EXERCISE DIRECTIONS:
When the word "Employees" appears in a line of the data below, list that line.

Stored items:
——

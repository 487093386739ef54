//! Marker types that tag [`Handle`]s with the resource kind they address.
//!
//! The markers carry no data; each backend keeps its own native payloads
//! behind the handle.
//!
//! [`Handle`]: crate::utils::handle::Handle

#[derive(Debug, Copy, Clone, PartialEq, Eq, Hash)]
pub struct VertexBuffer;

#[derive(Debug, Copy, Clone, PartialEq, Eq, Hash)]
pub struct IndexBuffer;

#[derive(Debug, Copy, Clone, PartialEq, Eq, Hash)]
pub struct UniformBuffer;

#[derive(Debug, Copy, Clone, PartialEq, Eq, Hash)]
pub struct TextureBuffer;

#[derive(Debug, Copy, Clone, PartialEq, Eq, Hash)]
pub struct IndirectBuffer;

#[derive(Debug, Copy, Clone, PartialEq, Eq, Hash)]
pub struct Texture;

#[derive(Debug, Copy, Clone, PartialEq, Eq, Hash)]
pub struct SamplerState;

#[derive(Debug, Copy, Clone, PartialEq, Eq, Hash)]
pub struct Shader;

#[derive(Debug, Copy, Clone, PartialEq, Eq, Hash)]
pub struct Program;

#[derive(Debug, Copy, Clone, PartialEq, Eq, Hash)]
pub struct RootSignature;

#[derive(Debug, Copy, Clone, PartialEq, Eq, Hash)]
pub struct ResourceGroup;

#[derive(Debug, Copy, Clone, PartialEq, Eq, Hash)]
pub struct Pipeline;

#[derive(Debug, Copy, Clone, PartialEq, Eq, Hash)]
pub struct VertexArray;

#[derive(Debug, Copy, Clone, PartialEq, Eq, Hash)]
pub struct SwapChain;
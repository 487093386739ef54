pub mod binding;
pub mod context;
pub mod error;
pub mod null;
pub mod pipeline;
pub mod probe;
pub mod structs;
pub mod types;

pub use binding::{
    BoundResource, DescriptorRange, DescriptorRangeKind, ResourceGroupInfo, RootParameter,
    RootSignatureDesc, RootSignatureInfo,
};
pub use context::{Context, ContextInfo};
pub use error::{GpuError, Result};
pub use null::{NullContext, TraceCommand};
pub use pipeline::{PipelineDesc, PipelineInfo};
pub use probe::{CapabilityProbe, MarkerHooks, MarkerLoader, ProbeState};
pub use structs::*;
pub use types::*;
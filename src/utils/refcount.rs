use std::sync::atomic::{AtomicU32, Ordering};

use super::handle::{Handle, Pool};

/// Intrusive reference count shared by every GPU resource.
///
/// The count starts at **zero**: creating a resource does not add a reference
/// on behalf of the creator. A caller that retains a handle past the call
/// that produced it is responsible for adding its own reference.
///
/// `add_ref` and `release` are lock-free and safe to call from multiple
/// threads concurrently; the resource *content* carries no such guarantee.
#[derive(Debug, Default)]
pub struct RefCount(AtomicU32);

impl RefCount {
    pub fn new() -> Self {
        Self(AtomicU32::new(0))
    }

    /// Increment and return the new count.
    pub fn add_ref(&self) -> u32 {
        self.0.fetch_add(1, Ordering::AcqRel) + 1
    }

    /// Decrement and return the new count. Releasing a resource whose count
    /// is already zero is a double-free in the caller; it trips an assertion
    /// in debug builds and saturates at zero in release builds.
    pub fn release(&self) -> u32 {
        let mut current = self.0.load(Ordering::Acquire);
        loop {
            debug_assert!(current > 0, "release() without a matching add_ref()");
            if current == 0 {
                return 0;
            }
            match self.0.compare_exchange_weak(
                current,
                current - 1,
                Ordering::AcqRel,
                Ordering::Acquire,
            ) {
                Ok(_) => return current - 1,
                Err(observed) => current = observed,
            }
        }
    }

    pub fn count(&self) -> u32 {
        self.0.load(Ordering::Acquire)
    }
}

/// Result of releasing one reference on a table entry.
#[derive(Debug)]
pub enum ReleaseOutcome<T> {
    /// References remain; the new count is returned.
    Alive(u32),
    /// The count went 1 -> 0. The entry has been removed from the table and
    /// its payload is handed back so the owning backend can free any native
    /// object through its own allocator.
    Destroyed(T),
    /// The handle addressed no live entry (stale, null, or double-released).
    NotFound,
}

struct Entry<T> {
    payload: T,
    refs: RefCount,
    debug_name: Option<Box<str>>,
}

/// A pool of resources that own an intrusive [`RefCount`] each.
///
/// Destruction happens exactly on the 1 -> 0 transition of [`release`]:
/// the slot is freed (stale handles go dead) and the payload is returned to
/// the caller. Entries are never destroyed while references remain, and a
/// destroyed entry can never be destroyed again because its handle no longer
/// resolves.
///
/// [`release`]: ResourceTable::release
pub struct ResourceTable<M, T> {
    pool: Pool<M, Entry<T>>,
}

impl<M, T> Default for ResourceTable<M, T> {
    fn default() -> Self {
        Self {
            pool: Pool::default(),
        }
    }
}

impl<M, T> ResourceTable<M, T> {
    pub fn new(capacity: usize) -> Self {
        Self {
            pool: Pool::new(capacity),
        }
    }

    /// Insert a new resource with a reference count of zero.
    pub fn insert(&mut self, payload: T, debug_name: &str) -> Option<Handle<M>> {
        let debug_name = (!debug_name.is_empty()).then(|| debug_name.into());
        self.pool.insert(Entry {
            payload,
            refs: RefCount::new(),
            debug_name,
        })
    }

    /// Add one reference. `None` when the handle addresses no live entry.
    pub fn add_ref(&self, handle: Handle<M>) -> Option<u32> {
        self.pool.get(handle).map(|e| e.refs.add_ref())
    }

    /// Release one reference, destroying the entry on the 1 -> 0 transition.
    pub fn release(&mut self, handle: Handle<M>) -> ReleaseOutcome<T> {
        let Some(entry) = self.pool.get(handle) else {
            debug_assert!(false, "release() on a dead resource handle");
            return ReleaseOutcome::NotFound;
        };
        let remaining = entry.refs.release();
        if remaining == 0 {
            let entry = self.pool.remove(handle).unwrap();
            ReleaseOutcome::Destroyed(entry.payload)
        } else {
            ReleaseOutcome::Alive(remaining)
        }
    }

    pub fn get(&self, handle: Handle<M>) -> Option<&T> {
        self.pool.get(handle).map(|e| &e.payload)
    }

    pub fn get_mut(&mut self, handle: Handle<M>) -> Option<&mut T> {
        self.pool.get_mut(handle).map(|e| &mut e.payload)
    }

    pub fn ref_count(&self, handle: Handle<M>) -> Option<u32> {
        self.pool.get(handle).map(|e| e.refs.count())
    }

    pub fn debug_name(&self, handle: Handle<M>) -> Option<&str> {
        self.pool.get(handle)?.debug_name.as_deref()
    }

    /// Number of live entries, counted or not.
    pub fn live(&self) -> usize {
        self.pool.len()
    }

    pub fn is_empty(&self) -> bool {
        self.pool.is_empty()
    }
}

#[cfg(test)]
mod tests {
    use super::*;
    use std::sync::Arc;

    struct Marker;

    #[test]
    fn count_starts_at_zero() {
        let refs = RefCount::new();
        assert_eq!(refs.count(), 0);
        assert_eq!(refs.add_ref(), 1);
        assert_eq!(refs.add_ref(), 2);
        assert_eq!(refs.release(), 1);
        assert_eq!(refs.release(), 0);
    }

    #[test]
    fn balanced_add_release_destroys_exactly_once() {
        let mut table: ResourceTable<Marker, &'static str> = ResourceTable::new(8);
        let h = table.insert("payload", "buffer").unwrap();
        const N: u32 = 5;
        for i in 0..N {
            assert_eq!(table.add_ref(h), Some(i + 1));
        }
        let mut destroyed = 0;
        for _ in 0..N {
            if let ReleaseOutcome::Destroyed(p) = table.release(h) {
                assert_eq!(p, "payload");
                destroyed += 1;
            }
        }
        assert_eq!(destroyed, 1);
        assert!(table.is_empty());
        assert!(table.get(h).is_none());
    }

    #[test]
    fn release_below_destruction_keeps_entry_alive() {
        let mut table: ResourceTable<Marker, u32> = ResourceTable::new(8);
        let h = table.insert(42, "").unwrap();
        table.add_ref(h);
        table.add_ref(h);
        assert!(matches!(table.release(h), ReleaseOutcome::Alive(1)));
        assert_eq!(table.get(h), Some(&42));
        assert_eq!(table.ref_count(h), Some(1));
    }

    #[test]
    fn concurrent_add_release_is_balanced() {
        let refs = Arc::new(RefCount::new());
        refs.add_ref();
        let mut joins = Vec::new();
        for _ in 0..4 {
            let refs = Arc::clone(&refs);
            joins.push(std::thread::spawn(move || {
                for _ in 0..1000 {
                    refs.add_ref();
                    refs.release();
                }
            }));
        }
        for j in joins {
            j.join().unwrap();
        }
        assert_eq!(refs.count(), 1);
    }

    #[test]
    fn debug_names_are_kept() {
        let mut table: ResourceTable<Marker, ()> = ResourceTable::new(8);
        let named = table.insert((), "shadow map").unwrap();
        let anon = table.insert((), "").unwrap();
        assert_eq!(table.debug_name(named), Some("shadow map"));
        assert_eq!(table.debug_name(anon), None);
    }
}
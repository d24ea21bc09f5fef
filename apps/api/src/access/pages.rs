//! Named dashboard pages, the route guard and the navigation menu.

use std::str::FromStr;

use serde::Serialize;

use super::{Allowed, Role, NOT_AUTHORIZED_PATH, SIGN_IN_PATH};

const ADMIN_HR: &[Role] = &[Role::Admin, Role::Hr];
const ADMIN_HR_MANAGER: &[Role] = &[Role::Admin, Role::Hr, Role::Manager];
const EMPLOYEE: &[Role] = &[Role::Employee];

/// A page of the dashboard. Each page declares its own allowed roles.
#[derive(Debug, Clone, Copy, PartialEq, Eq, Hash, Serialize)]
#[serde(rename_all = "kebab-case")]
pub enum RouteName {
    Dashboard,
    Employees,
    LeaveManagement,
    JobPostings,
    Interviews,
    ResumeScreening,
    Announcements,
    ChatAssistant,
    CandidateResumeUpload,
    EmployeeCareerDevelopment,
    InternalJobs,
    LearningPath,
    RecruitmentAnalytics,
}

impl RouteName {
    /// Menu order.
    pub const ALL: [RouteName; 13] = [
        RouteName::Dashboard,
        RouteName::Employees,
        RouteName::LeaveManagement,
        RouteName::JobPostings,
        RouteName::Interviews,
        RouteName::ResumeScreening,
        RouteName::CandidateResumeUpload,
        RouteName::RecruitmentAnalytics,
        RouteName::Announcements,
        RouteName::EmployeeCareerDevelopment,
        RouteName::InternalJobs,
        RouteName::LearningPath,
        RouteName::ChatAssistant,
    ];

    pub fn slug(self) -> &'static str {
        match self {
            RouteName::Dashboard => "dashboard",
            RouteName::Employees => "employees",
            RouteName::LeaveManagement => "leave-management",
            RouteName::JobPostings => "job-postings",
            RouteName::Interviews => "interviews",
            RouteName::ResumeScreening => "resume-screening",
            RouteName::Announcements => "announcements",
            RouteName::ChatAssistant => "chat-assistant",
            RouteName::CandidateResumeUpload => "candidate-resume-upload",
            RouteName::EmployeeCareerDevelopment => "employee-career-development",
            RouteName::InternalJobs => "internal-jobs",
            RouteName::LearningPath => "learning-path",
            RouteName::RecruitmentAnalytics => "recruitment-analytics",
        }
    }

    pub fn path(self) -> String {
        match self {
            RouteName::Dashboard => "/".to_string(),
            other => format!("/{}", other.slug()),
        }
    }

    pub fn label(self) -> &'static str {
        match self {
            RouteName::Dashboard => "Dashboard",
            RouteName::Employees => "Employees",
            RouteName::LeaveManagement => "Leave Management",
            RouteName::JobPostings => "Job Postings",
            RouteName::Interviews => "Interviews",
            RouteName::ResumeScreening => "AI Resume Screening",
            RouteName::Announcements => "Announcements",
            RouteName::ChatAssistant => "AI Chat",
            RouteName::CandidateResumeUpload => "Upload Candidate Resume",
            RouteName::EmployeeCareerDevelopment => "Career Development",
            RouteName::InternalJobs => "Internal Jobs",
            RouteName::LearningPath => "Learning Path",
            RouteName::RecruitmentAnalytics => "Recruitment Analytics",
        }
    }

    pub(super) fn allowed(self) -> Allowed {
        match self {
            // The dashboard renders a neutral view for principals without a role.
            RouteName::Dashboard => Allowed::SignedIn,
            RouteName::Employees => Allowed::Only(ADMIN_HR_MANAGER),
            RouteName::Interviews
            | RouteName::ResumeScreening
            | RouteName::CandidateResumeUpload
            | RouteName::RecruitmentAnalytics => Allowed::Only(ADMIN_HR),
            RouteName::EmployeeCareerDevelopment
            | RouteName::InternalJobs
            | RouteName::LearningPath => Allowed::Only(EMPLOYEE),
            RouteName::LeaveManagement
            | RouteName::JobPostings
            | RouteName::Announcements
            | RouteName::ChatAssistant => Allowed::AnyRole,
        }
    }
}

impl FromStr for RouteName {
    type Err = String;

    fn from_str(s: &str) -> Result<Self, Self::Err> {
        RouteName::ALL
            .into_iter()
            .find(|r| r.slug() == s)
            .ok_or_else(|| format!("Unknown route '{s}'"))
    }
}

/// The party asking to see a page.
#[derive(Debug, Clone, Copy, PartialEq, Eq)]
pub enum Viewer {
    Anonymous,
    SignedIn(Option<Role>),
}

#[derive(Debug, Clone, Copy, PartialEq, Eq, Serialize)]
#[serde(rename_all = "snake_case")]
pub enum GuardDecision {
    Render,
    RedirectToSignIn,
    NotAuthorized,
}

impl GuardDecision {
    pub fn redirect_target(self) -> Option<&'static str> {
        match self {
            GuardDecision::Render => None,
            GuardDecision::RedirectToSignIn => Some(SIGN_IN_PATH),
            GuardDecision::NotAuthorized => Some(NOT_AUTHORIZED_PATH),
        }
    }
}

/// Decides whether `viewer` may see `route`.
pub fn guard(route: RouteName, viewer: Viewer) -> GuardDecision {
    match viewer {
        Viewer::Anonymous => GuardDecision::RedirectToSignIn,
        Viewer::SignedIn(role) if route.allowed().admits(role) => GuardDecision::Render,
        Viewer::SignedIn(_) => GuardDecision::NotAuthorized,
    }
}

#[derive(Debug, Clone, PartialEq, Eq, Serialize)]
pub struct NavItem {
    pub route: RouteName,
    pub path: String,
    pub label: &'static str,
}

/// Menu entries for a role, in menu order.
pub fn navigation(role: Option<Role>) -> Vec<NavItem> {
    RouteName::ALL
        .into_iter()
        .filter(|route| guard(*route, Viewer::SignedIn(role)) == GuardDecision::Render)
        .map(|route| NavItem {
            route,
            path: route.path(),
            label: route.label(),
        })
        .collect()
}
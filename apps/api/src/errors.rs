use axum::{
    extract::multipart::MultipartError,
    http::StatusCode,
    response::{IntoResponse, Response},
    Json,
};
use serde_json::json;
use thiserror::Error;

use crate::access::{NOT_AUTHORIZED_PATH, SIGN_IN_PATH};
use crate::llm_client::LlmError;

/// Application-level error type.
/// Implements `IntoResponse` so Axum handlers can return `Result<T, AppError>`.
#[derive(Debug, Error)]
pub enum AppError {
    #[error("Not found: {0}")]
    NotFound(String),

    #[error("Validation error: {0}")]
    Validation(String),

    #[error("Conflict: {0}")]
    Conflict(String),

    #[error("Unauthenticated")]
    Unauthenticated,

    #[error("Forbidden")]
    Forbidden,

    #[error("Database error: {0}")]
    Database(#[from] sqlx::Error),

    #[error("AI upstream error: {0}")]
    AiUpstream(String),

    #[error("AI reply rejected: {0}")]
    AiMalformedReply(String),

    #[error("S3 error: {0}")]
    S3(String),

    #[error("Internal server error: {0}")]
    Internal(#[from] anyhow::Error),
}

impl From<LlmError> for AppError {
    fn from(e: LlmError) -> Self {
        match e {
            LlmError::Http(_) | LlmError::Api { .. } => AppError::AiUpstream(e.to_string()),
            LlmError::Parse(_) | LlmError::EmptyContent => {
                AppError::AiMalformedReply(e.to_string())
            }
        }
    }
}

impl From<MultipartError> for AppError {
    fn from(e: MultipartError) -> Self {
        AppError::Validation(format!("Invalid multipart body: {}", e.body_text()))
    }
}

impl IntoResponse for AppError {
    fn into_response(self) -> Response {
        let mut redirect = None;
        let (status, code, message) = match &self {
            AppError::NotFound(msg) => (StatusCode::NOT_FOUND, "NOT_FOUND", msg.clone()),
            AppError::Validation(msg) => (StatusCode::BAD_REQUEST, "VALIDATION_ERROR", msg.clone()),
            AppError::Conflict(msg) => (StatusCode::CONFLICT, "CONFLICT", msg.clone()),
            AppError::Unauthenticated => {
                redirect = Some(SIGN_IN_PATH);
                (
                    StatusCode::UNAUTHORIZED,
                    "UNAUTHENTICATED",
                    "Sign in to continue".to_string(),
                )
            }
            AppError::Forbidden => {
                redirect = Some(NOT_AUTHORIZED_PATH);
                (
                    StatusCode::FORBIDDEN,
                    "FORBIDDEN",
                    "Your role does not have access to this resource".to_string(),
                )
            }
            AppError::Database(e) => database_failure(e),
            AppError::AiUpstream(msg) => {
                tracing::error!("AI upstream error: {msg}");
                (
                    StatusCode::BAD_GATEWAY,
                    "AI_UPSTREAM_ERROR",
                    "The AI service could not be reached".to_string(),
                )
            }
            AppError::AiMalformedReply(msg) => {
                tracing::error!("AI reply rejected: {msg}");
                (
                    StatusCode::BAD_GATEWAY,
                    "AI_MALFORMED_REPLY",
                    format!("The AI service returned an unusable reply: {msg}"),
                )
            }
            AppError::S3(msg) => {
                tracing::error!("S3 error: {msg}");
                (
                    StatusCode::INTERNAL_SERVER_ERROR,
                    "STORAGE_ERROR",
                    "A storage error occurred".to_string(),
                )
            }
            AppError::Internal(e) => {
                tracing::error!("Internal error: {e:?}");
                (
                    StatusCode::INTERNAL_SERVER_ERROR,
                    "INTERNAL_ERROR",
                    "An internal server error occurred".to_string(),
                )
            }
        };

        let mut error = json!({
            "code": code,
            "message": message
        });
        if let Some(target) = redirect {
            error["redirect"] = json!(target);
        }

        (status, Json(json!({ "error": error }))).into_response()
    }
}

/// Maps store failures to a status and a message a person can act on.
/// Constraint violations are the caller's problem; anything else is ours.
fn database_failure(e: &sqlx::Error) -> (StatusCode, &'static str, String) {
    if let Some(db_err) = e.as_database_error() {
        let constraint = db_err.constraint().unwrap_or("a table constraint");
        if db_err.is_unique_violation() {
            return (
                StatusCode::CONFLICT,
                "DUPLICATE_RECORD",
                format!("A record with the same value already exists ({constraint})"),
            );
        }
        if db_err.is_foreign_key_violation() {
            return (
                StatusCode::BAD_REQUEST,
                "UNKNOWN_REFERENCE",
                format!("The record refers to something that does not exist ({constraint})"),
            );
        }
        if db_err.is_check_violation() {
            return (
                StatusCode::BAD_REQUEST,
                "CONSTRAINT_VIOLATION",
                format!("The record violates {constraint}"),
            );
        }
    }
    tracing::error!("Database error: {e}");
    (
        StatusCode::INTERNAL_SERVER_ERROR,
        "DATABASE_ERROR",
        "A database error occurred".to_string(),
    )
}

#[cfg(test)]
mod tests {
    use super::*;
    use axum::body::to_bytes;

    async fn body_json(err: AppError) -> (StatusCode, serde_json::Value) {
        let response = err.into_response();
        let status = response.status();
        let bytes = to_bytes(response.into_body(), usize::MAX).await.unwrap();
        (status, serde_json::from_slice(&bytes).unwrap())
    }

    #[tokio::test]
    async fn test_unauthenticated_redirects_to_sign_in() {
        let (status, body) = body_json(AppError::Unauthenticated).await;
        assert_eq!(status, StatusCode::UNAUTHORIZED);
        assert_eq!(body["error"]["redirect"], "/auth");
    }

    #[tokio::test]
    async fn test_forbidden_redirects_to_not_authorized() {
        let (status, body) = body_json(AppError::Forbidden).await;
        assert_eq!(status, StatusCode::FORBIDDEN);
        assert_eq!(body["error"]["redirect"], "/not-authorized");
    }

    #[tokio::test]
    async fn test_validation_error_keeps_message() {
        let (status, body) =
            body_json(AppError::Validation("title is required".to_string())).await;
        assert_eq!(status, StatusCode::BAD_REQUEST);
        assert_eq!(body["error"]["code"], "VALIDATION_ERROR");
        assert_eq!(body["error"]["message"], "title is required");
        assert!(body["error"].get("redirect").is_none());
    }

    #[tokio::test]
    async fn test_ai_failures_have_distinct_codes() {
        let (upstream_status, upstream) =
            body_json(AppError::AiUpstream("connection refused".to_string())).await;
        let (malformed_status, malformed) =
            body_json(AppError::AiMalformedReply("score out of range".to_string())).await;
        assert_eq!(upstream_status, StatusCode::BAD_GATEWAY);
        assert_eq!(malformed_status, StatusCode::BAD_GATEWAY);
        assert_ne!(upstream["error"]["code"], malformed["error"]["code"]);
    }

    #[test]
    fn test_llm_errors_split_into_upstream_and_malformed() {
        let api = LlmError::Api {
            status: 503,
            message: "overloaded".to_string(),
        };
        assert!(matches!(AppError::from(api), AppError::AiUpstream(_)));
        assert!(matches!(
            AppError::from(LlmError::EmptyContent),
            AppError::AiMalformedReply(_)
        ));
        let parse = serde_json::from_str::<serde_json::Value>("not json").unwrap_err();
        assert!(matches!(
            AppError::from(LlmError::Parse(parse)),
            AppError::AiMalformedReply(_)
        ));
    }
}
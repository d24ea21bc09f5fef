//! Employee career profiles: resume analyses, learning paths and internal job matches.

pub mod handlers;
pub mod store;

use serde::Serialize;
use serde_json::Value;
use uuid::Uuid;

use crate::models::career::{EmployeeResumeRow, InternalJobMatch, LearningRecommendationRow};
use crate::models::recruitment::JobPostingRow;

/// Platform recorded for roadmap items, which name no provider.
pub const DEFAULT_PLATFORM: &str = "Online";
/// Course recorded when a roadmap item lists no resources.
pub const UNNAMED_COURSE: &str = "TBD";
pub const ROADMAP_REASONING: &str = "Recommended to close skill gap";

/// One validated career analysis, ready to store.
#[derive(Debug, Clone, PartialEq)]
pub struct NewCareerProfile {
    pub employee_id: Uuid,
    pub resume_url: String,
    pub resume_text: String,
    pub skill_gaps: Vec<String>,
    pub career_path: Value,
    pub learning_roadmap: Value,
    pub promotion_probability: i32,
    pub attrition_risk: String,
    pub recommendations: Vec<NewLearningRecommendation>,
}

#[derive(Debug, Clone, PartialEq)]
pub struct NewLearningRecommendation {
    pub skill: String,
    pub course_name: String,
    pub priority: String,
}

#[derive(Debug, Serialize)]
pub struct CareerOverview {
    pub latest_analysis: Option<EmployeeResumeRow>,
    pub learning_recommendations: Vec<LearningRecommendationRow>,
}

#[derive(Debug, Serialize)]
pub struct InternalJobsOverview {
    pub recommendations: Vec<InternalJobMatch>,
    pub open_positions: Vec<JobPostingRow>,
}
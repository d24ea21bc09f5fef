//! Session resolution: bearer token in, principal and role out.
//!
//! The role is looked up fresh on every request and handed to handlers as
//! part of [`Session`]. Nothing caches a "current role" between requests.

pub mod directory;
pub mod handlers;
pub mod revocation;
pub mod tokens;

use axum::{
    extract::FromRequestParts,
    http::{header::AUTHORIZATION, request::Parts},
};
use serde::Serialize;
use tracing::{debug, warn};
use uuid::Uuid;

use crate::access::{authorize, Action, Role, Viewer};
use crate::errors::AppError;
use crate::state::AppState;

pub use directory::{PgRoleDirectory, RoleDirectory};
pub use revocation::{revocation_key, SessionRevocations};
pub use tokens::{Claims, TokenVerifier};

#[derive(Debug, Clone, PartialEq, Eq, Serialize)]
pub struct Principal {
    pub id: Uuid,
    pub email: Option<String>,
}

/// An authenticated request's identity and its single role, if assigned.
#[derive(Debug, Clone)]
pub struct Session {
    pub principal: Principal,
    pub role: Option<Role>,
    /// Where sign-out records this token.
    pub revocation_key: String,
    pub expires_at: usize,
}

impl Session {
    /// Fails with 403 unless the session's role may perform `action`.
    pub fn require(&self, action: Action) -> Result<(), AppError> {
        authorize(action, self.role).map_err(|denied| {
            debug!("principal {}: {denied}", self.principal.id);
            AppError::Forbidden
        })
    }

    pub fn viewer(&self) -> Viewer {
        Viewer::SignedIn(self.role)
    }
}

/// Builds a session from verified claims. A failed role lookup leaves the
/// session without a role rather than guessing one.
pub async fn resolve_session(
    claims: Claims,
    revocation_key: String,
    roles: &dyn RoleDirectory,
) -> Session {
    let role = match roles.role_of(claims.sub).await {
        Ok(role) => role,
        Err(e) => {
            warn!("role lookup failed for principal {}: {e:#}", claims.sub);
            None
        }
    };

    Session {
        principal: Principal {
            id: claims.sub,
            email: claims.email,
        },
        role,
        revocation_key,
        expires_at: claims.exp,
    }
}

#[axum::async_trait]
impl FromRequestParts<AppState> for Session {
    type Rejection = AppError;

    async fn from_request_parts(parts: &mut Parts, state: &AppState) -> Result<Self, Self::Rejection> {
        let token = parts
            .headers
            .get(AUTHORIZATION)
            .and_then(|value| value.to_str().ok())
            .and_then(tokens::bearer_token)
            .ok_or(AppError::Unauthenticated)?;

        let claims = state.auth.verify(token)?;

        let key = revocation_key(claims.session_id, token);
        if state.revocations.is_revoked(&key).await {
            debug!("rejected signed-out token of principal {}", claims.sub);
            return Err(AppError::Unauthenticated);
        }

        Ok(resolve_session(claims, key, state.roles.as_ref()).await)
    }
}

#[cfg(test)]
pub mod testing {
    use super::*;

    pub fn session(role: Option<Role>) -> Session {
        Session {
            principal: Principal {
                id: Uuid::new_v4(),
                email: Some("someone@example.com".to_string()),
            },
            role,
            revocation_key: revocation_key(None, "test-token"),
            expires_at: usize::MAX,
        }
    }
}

——

PROBLEM SOLUTION:
    Employees,
        RouteName::Employees,
            RouteName::Employees => "employees",
            RouteName::Employees => "Employees",
            RouteName::Employees => Allowed::Only(ADMIN_HR_MANAGER),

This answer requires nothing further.